━━━━━ Input for this task ━━━━━
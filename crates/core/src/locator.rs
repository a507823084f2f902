//! Finding external tools on disk.
//!
//! A [`ToolLocator`] searches the executable path (and, on Windows, the
//! versioned directories graphical installers create) for one tool, then
//! caches the result for the life of the locator. Failures are not cached so
//! a tool installed later is picked up on the next call.

use std::path::{Path, PathBuf};
use std::sync::{Arc, PoisonError, RwLock};
use thiserror::Error;
use tracing::debug;

use crate::platform::Platform;

/// A directory layout created by a tool's installer, relative to an install
/// root such as `C:\Program Files`.
#[derive(Debug, Clone, Copy)]
pub struct InstallDir {
    /// Directory under the root that holds the versioned directories ("" for none).
    pub parent: &'static str,
    /// Prefix of the versioned directory name, e.g. `gs` for `gs10.02.1`.
    pub prefix: &'static str,
    /// Subdirectories of the versioned directory that may hold the binary.
    pub bin_dirs: &'static [&'static str],
}

/// Static description of an external tool.
#[derive(Debug, Clone, Copy)]
pub struct ToolSpec {
    pub name: &'static str,
    pub unix_candidates: &'static [&'static str],
    pub windows_candidates: &'static [&'static str],
    pub install_dirs: &'static [InstallDir],
}

impl ToolSpec {
    pub const INKSCAPE: ToolSpec = ToolSpec {
        name: "inkscape",
        unix_candidates: &["inkscape"],
        windows_candidates: &["inkscape", "inkscape.com"],
        install_dirs: &[InstallDir {
            parent: "",
            prefix: "Inkscape",
            bin_dirs: &["bin", ""],
        }],
    };

    pub const GHOSTSCRIPT: ToolSpec = ToolSpec {
        name: "ghostscript",
        unix_candidates: &["gs"],
        windows_candidates: &["gswin64c", "gswin32c", "gs"],
        install_dirs: &[InstallDir {
            parent: "gs",
            prefix: "gs",
            bin_dirs: &["bin"],
        }],
    };

    fn candidates(&self, windows: bool) -> &'static [&'static str] {
        if windows {
            self.windows_candidates
        } else {
            self.unix_candidates
        }
    }
}

#[derive(Debug, Error)]
pub enum LocatorError {
    #[error("{tool} not found (searched {} locations); install it or set an explicit path", .searched.len())]
    ToolNotFound { tool: String, searched: Vec<PathBuf> },
}

/// Resolves and caches the path of one external tool.
#[derive(Debug)]
pub struct ToolLocator {
    spec: ToolSpec,
    platform: Arc<dyn Platform>,
    explicit: Option<PathBuf>,
    cached: RwLock<Option<PathBuf>>,
}

impl ToolLocator {
    pub fn new(spec: ToolSpec, platform: Arc<dyn Platform>) -> Self {
        Self {
            spec,
            platform,
            explicit: None,
            cached: RwLock::new(None),
        }
    }

    /// Uses a configured path (or bare program name) instead of searching.
    pub fn with_explicit_path(mut self, path: Option<PathBuf>) -> Self {
        self.explicit = path;
        self
    }

    pub fn tool_name(&self) -> &'static str {
        self.spec.name
    }

    /// Returns the tool's path, searching on the first call.
    ///
    /// Concurrent first calls may both search; whichever stores first wins
    /// and every caller gets that path.
    pub fn locate(&self) -> Result<PathBuf, LocatorError> {
        if let Some(path) = self.cached() {
            return Ok(path);
        }

        let found = self.search()?;
        let mut slot = self.cached.write().unwrap_or_else(PoisonError::into_inner);
        let path = slot.get_or_insert(found).clone();
        debug!(tool = self.spec.name, path = %path.display(), "resolved tool");
        Ok(path)
    }

    pub fn is_available(&self) -> bool {
        self.locate().is_ok()
    }

    /// The cached path, if one was resolved.
    pub fn cached(&self) -> Option<PathBuf> {
        self.cached
            .read()
            .unwrap_or_else(PoisonError::into_inner)
            .clone()
    }

    /// Forgets the cached path.
    pub fn reset(&self) {
        *self.cached.write().unwrap_or_else(PoisonError::into_inner) = None;
    }

    fn search(&self) -> Result<PathBuf, LocatorError> {
        let mut searched = Vec::new();

        if let Some(explicit) = &self.explicit {
            if self.platform.is_executable(explicit) {
                return Ok(explicit.clone());
            }
            searched.push(explicit.clone());
            let bare = explicit.components().count() == 1;
            if bare {
                if let Some(name) = explicit.to_str() {
                    if let Some(path) = self.search_path(&[name], &mut searched) {
                        return Ok(path);
                    }
                }
            }
            return Err(self.not_found(searched));
        }

        let windows = self.platform.is_windows();
        if windows {
            if let Some(path) = self.search_install_dirs(&mut searched) {
                return Ok(path);
            }
        }
        if let Some(path) = self.search_path(self.spec.candidates(windows), &mut searched) {
            return Ok(path);
        }

        Err(self.not_found(searched))
    }

    fn search_path(&self, candidates: &[&str], searched: &mut Vec<PathBuf>) -> Option<PathBuf> {
        let extensions = self.platform.executable_extensions();
        for dir in self.platform.path_entries() {
            if let Some(found) = self.probe_dir(&dir, candidates, &extensions) {
                return Some(found);
            }
            searched.push(dir);
        }
        None
    }

    /// Checks versioned install directories, highest version first.
    fn search_install_dirs(&self, searched: &mut Vec<PathBuf>) -> Option<PathBuf> {
        let extensions = self.platform.executable_extensions();
        let candidates = self.spec.candidates(true);

        for root in self.platform.install_roots() {
            for layout in self.spec.install_dirs {
                let parent = if layout.parent.is_empty() {
                    root.clone()
                } else {
                    root.join(layout.parent)
                };
                for versioned in versioned_dirs(&parent, layout.prefix) {
                    for bin in layout.bin_dirs {
                        let dir = if bin.is_empty() {
                            versioned.clone()
                        } else {
                            versioned.join(bin)
                        };
                        if let Some(found) = self.probe_dir(&dir, candidates, &extensions) {
                            return Some(found);
                        }
                        searched.push(dir);
                    }
                }
            }
        }
        None
    }

    fn probe_dir(&self, dir: &Path, candidates: &[&str], extensions: &[String]) -> Option<PathBuf> {
        candidates.iter().find_map(|name| {
            extensions
                .iter()
                .map(|ext| dir.join(format!("{name}{ext}")))
                .find(|path| self.platform.is_executable(path))
        })
    }

    fn not_found(&self, searched: Vec<PathBuf>) -> LocatorError {
        debug!(tool = self.spec.name, searched = searched.len(), "tool not found");
        LocatorError::ToolNotFound {
            tool: self.spec.name.to_string(),
            searched,
        }
    }
}

/// Lists subdirectories of `parent` whose names start with `prefix`,
/// sorted by the version that follows the prefix, highest first.
fn versioned_dirs(parent: &Path, prefix: &str) -> Vec<PathBuf> {
    let Ok(entries) = std::fs::read_dir(parent) else {
        return Vec::new();
    };
    let prefix = prefix.to_ascii_lowercase();

    let mut dirs: Vec<(Vec<u32>, PathBuf)> = entries
        .filter_map(Result::ok)
        .filter(|e| e.path().is_dir())
        .filter_map(|e| {
            let name = e.file_name().to_string_lossy().to_ascii_lowercase();
            let suffix = name.strip_prefix(&prefix)?;
            Some((parse_version(suffix), e.path()))
        })
        .collect();
    dirs.sort_by(|a, b| b.0.cmp(&a.0));
    dirs.into_iter().map(|(_, path)| path).collect()
}

/// Parses the leading dotted number in `s` (e.g. " 1.2.2" → [1, 2, 2]).
pub(crate) fn parse_version(s: &str) -> Vec<u32> {
    let start = s.find(|c: char| c.is_ascii_digit()).unwrap_or(s.len());
    s[start..]
        .split('.')
        .map_while(|part| {
            let digits: String = part.chars().take_while(char::is_ascii_digit).collect();
            digits.parse().ok()
        })
        .collect()
}

#[cfg(test)]
mod tests {
    use super::*;
    use crate::testing::MockPlatform;
    use std::fs;

    fn touch(path: &Path) {
        fs::create_dir_all(path.parent().unwrap()).unwrap();
        fs::write(path, b"").unwrap();
    }

    #[test]
    fn test_parse_version() {
        assert_eq!(parse_version("10.02.1"), vec![10, 2, 1]);
        assert_eq!(parse_version(" 1.2"), vec![1, 2]);
        assert_eq!(parse_version("Inkscape 0.92.4 (5da689c313, 2019-01-14)"), vec![0, 92, 4]);
        assert!(parse_version("").is_empty());
    }

    #[test]
    fn test_missing_tool_is_not_found() {
        let dir = tempfile::tempdir().unwrap();
        let platform = Arc::new(MockPlatform::unix(vec![dir.path().to_path_buf()]));
        let locator = ToolLocator::new(ToolSpec::INKSCAPE, platform);

        let err = locator.locate().unwrap_err();
        assert!(matches!(err, LocatorError::ToolNotFound { ref tool, .. } if tool == "inkscape"));
        assert!(!locator.is_available());
    }

    #[test]
    fn test_found_path_is_cached() {
        let dir = tempfile::tempdir().unwrap();
        let tool = dir.path().join("gs");
        touch(&tool);
        let platform = Arc::new(MockPlatform::unix(vec![dir.path().to_path_buf()]));
        let locator = ToolLocator::new(ToolSpec::GHOSTSCRIPT, platform);

        let first = locator.locate().unwrap();
        let second = locator.locate().unwrap();
        assert_eq!(first, tool);
        assert_eq!(first, second);

        // Still served from cache after the file disappears.
        fs::remove_file(&tool).unwrap();
        assert_eq!(locator.locate().unwrap(), tool);

        locator.reset();
        assert!(locator.locate().is_err());
    }

    #[test]
    fn test_failure_is_not_cached() {
        let dir = tempfile::tempdir().unwrap();
        let platform = Arc::new(MockPlatform::unix(vec![dir.path().to_path_buf()]));
        let locator = ToolLocator::new(ToolSpec::INKSCAPE, platform);

        assert!(locator.locate().is_err());
        touch(&dir.path().join("inkscape"));
        assert!(locator.locate().is_ok());
    }

    #[test]
    fn test_path_order_wins() {
        let first = tempfile::tempdir().unwrap();
        let second = tempfile::tempdir().unwrap();
        touch(&first.path().join("inkscape"));
        touch(&second.path().join("inkscape"));
        let platform = Arc::new(MockPlatform::unix(vec![
            first.path().to_path_buf(),
            second.path().to_path_buf(),
        ]));

        let locator = ToolLocator::new(ToolSpec::INKSCAPE, platform);
        assert_eq!(locator.locate().unwrap(), first.path().join("inkscape"));
    }

    #[test]
    fn test_windows_extension_search() {
        let dir = tempfile::tempdir().unwrap();
        touch(&dir.path().join("gswin32c.exe"));
        let platform = Arc::new(MockPlatform::windows(
            vec![dir.path().to_path_buf()],
            Vec::new(),
        ));

        let locator = ToolLocator::new(ToolSpec::GHOSTSCRIPT, platform);
        assert_eq!(locator.locate().unwrap(), dir.path().join("gswin32c.exe"));
    }

    #[test]
    fn test_windows_prefers_highest_installed_version() {
        let root = tempfile::tempdir().unwrap();
        let old = root.path().join("gs").join("gs9.56.1").join("bin").join("gswin64c.exe");
        let new = root.path().join("gs").join("gs10.02.1").join("bin").join("gswin64c.exe");
        touch(&old);
        touch(&new);
        let path_dir = tempfile::tempdir().unwrap();
        touch(&path_dir.path().join("gs.exe"));

        let platform = Arc::new(MockPlatform::windows(
            vec![path_dir.path().to_path_buf()],
            vec![root.path().to_path_buf()],
        ));
        let locator = ToolLocator::new(ToolSpec::GHOSTSCRIPT, platform);
        assert_eq!(locator.locate().unwrap(), new);
    }

    #[test]
    fn test_windows_inkscape_install_dir() {
        let root = tempfile::tempdir().unwrap();
        let exe = root.path().join("Inkscape").join("bin").join("inkscape.exe");
        touch(&exe);

        let platform = Arc::new(MockPlatform::windows(Vec::new(), vec![root.path().to_path_buf()]));
        let locator = ToolLocator::new(ToolSpec::INKSCAPE, platform);
        assert_eq!(locator.locate().unwrap(), exe);
    }

    #[test]
    fn test_explicit_path() {
        let dir = tempfile::tempdir().unwrap();
        let custom = dir.path().join("custom-inkscape");
        touch(&custom);
        let platform = Arc::new(MockPlatform::unix(Vec::new()));

        let locator = ToolLocator::new(ToolSpec::INKSCAPE, platform.clone())
            .with_explicit_path(Some(custom.clone()));
        assert_eq!(locator.locate().unwrap(), custom);

        let missing = ToolLocator::new(ToolSpec::INKSCAPE, platform)
            .with_explicit_path(Some(dir.path().join("nope")));
        assert!(missing.locate().is_err());
    }

    #[test]
    fn test_explicit_bare_name_searches_path() {
        let dir = tempfile::tempdir().unwrap();
        touch(&dir.path().join("inkscape-1.3"));
        let platform = Arc::new(MockPlatform::unix(vec![dir.path().to_path_buf()]));

        let locator = ToolLocator::new(ToolSpec::INKSCAPE, platform)
            .with_explicit_path(Some(PathBuf::from("inkscape-1.3")));
        assert_eq!(locator.locate().unwrap(), dir.path().join("inkscape-1.3"));
    }

    #[test]
    fn test_concurrent_resolution_agrees() {
        let dir = tempfile::tempdir().unwrap();
        touch(&dir.path().join("gs"));
        let platform = Arc::new(MockPlatform::unix(vec![dir.path().to_path_buf()]));
        let locator = Arc::new(ToolLocator::new(ToolSpec::GHOSTSCRIPT, platform));

        let handles: Vec<_> = (0..8)
            .map(|_| {
                let locator = Arc::clone(&locator);
                std::thread::spawn(move || locator.locate().unwrap())
            })
            .collect();
        let paths: Vec<PathBuf> = handles.into_iter().map(|h| h.join().unwrap()).collect();
        assert!(paths.iter().all(|p| p == &paths[0]));
        assert_eq!(locator.cached(), Some(paths[0].clone()));
    }
}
━━━━━
*What is required:* Copy out the listing above, line by line and exactly, from its first line to the line holding "Prefix of the", inclusive.

*Exercise result:*
filename crates/core/src/locator.rs
repository a507823084f2f902
//! Finding external tools on disk.
//!
//! A [`ToolLocator`] searches the executable path (and, on Windows, the
//! versioned directories graphical installers create) for one tool, then
//! caches the result for the life of the locator. Failures are not cached so
//! a tool installed later is picked up on the next call.

use std::path::{Path, PathBuf};
use std::sync::{Arc, PoisonError, RwLock};
use thiserror::Error;
use tracing::debug;

use crate::platform::Platform;

/// A directory layout created by a tool's installer, relative to an install
/// root such as `C:\Program Files`.
#[derive(Debug, Clone, Copy)]
pub struct InstallDir {
    /// Directory under the root that holds the versioned directories ("" for none).
    pub parent: &'static str,
    /// Prefix of the versioned directory name, e.g. `gs` for `gs10.02.1`.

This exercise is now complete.